→ WHAT TO WORK ON
Show each line of the records in which the word "confirmations" occurs.

== == ==

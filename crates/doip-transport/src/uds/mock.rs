//! Mock transport protocol manager for testing

use std::sync::Arc;

use parking_lot::Mutex;
use tokio::sync::broadcast;

use super::{
    Address, GlobalChannelId, HandlerId, IndicationResult, MetaInfo, TargetAddressType,
    TransmissionResult, UdsMessage, UdsTransportProtocolMgr,
};

/// Arguments of one `indicate_message` call
#[derive(Debug, Clone, PartialEq, Eq)]
pub struct Indication {
    pub source_address: Address,
    pub target_address: Address,
    pub target_address_type: TargetAddressType,
    pub global_channel_id: GlobalChannelId,
    pub size: usize,
}

/// Recording transport manager.
///
/// Allocates a buffer for every indication unless told otherwise, and keeps
/// every message it is handed so tests can assert on them.
pub struct MockTransportMgr {
    indication_result: Mutex<IndicationResult>,
    /// Withhold the message even when the result is `Ok`
    withhold_message: Mutex<bool>,
    /// Buffer size handed out instead of the indicated size
    allocation_size: Mutex<Option<usize>>,
    indications: Mutex<Vec<Indication>>,
    handled: Mutex<Vec<UdsMessage>>,
    failed: Mutex<Vec<UdsMessage>>,
    confirmations: Mutex<Vec<(UdsMessage, TransmissionResult)>>,
    reestablished: Mutex<Vec<GlobalChannelId>>,
    stopped: Mutex<Vec<HandlerId>>,
    handled_tx: broadcast::Sender<UdsMessage>,
}

impl MockTransportMgr {
    pub fn new() -> Self {
        let (handled_tx, _) = broadcast::channel(256);
        Self {
            indication_result: Mutex::new(IndicationResult::Ok),
            withhold_message: Mutex::new(false),
            allocation_size: Mutex::new(None),
            indications: Mutex::new(Vec::new()),
            handled: Mutex::new(Vec::new()),
            failed: Mutex::new(Vec::new()),
            confirmations: Mutex::new(Vec::new()),
            reestablished: Mutex::new(Vec::new()),
            stopped: Mutex::new(Vec::new()),
            handled_tx,
        }
    }

    /// Result returned by subsequent indications
    pub fn set_indication_result(&self, result: IndicationResult) {
        *self.indication_result.lock() = result;
    }

    /// Answer `Ok` but return no buffer
    pub fn set_withhold_message(&self, withhold: bool) {
        *self.withhold_message.lock() = withhold;
    }

    /// Allocate buffers of `size` bytes regardless of the indicated size
    pub fn set_allocation_size(&self, size: Option<usize>) {
        *self.allocation_size.lock() = size;
    }

    /// Receive every message passed to `handle_message`
    pub fn subscribe(&self) -> broadcast::Receiver<UdsMessage> {
        self.handled_tx.subscribe()
    }

    pub fn indications(&self) -> Vec<Indication> {
        self.indications.lock().clone()
    }

    pub fn handled(&self) -> Vec<UdsMessage> {
        self.handled.lock().clone()
    }

    pub fn failed(&self) -> Vec<UdsMessage> {
        self.failed.lock().clone()
    }

    pub fn confirmations(&self) -> Vec<(UdsMessage, TransmissionResult)> {
        self.confirmations.lock().clone()
    }

    pub fn reestablished(&self) -> Vec<GlobalChannelId> {
        self.reestablished.lock().clone()
    }

    pub fn stopped(&self) -> Vec<HandlerId> {
        self.stopped.lock().clone()
    }
}

impl Default for MockTransportMgr {
    fn default() -> Self {
        Self::new()
    }
}

impl UdsTransportProtocolMgr for MockTransportMgr {
    fn indicate_message(
        &self,
        source_address: Address,
        target_address: Address,
        target_address_type: TargetAddressType,
        global_channel_id: GlobalChannelId,
        size: usize,
        _meta_info: Option<Arc<MetaInfo>>,
    ) -> (IndicationResult, Option<UdsMessage>) {
        self.indications.lock().push(Indication {
            source_address,
            target_address,
            target_address_type,
            global_channel_id,
            size,
        });

        let result = *self.indication_result.lock();
        if result != IndicationResult::Ok || *self.withhold_message.lock() {
            return (result, None);
        }

        let allocated = self.allocation_size.lock().unwrap_or(size);
        let message = UdsMessage::with_capacity(
            source_address,
            target_address,
            target_address_type,
            global_channel_id,
            allocated,
        );
        (IndicationResult::Ok, Some(message))
    }

    fn notify_message_failure(&self, message: UdsMessage) {
        self.failed.lock().push(message);
    }

    fn handle_message(&self, message: UdsMessage) {
        self.handled.lock().push(message.clone());
        // No receivers is fine
        let _ = self.handled_tx.send(message);
    }

    fn transmit_confirmation(&self, message: UdsMessage, result: TransmissionResult) {
        self.confirmations.lock().push((message, result));
    }

    fn channel_reestablished(&self, global_channel_id: GlobalChannelId) {
        self.reestablished.lock().push(global_channel_id);
    }

    fn handler_stopped(&self, handler_id: HandlerId) {
        self.stopped.lock().push(handler_id);
    }
}
//! Shared helpers for driving a TcpHandler with scripted sockets

#![allow(dead_code)]

use std::sync::Arc;

use doip_transport::testing::{ManualTimers, ScriptedSocket};
use doip_transport::uds::mock::MockTransportMgr;
use doip_transport::{DoIpConfig, ReadStatus, TcpHandler};

pub const TESTER: u16 = 0x0E80;
pub const ENTITY: u16 = 0x0010;
pub const HANDLER_ID: u8 = 3;

pub struct Harness {
    pub handler: TcpHandler<ScriptedSocket>,
    pub mgr: Arc<MockTransportMgr>,
    pub timers: Arc<ManualTimers>,
}

impl Harness {
    pub fn new() -> Self {
        Self::with_config(DoIpConfig::default())
    }

    pub fn with_config(config: DoIpConfig) -> Self {
        let mgr = Arc::new(MockTransportMgr::new());
        let timers = Arc::new(ManualTimers::new());
        let handler = TcpHandler::new(config, HANDLER_ID, mgr.clone(), timers.clone()).unwrap();
        Self {
            handler,
            mgr,
            timers,
        }
    }

    /// Accept a new scripted connection
    pub fn connect(&mut self) -> (usize, ScriptedSocket) {
        let socket = ScriptedSocket::new();
        let slot = self.handler.on_accept(socket.clone()).unwrap();
        (slot, socket)
    }

    /// Read until the channel runs dry or closes
    pub fn pump(&mut self, slot: usize) -> ReadStatus {
        loop {
            let status = self.handler.on_readable(slot);
            if status != ReadStatus::Progress {
                return status;
            }
        }
    }

    pub fn feed(&mut self, slot: usize, socket: &ScriptedSocket, bytes: &[u8]) -> ReadStatus {
        socket.push(bytes.to_vec());
        self.pump(slot)
    }

    /// Connect and activate routing for `source_address`
    pub fn activate(&mut self, source_address: u16) -> (usize, ScriptedSocket) {
        let (slot, socket) = self.connect();
        self.feed(slot, &socket, &routing_activation_request(source_address, 0x00));
        socket.clear_sent();
        (slot, socket)
    }
}

pub fn header(payload_type: u16, payload_length: u32) -> Vec<u8> {
    let mut bytes = vec![0x02, 0xFD];
    bytes.extend_from_slice(&payload_type.to_be_bytes());
    bytes.extend_from_slice(&payload_length.to_be_bytes());
    bytes
}

pub fn routing_activation_request(source_address: u16, activation_type: u8) -> Vec<u8> {
    let mut bytes = header(0x0005, 7);
    bytes.extend_from_slice(&source_address.to_be_bytes());
    bytes.push(activation_type);
    bytes.extend_from_slice(&[0, 0, 0, 0]);
    bytes
}

pub fn diagnostic_message(source_address: u16, target_address: u16, uds: &[u8]) -> Vec<u8> {
    let mut bytes = header(0x8001, (uds.len() + 4) as u32);
    bytes.extend_from_slice(&source_address.to_be_bytes());
    bytes.extend_from_slice(&target_address.to_be_bytes());
    bytes.extend_from_slice(uds);
    bytes
}

pub fn alive_check_response(source_address: u16) -> Vec<u8> {
    let mut bytes = header(0x0008, 2);
    bytes.extend_from_slice(&source_address.to_be_bytes());
    bytes
}
//! Transport manager that only logs what the channel engine hands it

use std::sync::atomic::{AtomicU64, Ordering};
use std::sync::Arc;

use doip_transport::uds::{Address, HandlerId, MetaInfo};
use doip_transport::{
    GlobalChannelId, IndicationResult, TargetAddressType, TransmissionResult, UdsMessage,
    UdsTransportProtocolMgr,
};
use tracing::{debug, info, warn};

/// Accepts every diagnostic message and logs it. Never answers.
#[derive(Debug, Default)]
pub struct LoggingUdsSink {
    received: AtomicU64,
}

impl LoggingUdsSink {
    pub fn new() -> Self {
        Self::default()
    }

    /// Number of completely received UDS messages
    pub fn received(&self) -> u64 {
        self.received.load(Ordering::Relaxed)
    }
}

impl UdsTransportProtocolMgr for LoggingUdsSink {
    fn indicate_message(
        &self,
        source_address: Address,
        target_address: Address,
        target_address_type: TargetAddressType,
        global_channel_id: GlobalChannelId,
        size: usize,
        _meta_info: Option<Arc<MetaInfo>>,
    ) -> (IndicationResult, Option<UdsMessage>) {
        debug!(
            sa = format_args!("0x{source_address:04X}"),
            ta = format_args!("0x{target_address:04X}"),
            ?target_address_type,
            %global_channel_id,
            size,
            "Incoming UDS message"
        );
        let message = UdsMessage::with_capacity(
            source_address,
            target_address,
            target_address_type,
            global_channel_id,
            size,
        );
        (IndicationResult::Ok, Some(message))
    }

    fn notify_message_failure(&self, message: UdsMessage) {
        warn!(
            sa = format_args!("0x{:04X}", message.source_address()),
            channel = %message.global_channel_id(),
            "UDS message reception aborted"
        );
    }

    fn handle_message(&self, message: UdsMessage) {
        let count = self.received.fetch_add(1, Ordering::Relaxed) + 1;
        info!(
            sa = format_args!("0x{:04X}", message.source_address()),
            ta = format_args!("0x{:04X}", message.target_address()),
            channel = %message.global_channel_id(),
            payload = %hex::encode(message.payload()),
            count,
            "UDS request"
        );
    }

    fn transmit_confirmation(&self, message: UdsMessage, result: TransmissionResult) {
        debug!(channel = %message.global_channel_id(), ?result, "Transmit confirmation");
    }

    fn channel_reestablished(&self, global_channel_id: GlobalChannelId) {
        info!(channel = %global_channel_id, "Routing re-activated");
    }

    fn handler_stopped(&self, handler_id: HandlerId) {
        info!(handler_id, "Handler stopped");
    }
}
use super::{DoIpMessage, NackCode, PayloadLength, PayloadType, ProtocolVersion};

/// Validate a received generic header.
///
/// `supported` returns the length rule of every payload type the receiver
/// handles; any other type is unknown. Checks run in order: version pattern,
/// payload type, maximum length, type-specific length.
pub fn check_header<F>(message: &DoIpMessage, max_message_length: u32, supported: F) -> NackCode
where
    F: Fn(PayloadType) -> Option<PayloadLength>,
{
    let pattern_ok = ProtocolVersion::try_from(message.protocol_version).is_ok()
        && message.inv_protocol_version == !message.protocol_version;
    if !pattern_ok {
        return NackCode::IncorrectPattern;
    }

    let Some(rule) = message.kind().and_then(&supported) else {
        return NackCode::UnknownPayloadType;
    };

    if message.payload_length > max_message_length {
        return NackCode::MessageTooLarge;
    }

    if !rule.accepts(message.payload_length) {
        return NackCode::InvalidPayloadLength;
    }

    NackCode::ValidHeader
}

== == ==

→ ANSWER SECTION
    confirmations: Mutex<Vec<(UdsMessage, TransmissionResult)>>,
            confirmations: Mutex::new(Vec::new()),
    pub fn confirmations(&self) -> Vec<(UdsMessage, TransmissionResult)> {
        self.confirmations.lock().clone()
        self.confirmations.lock().push((message, result));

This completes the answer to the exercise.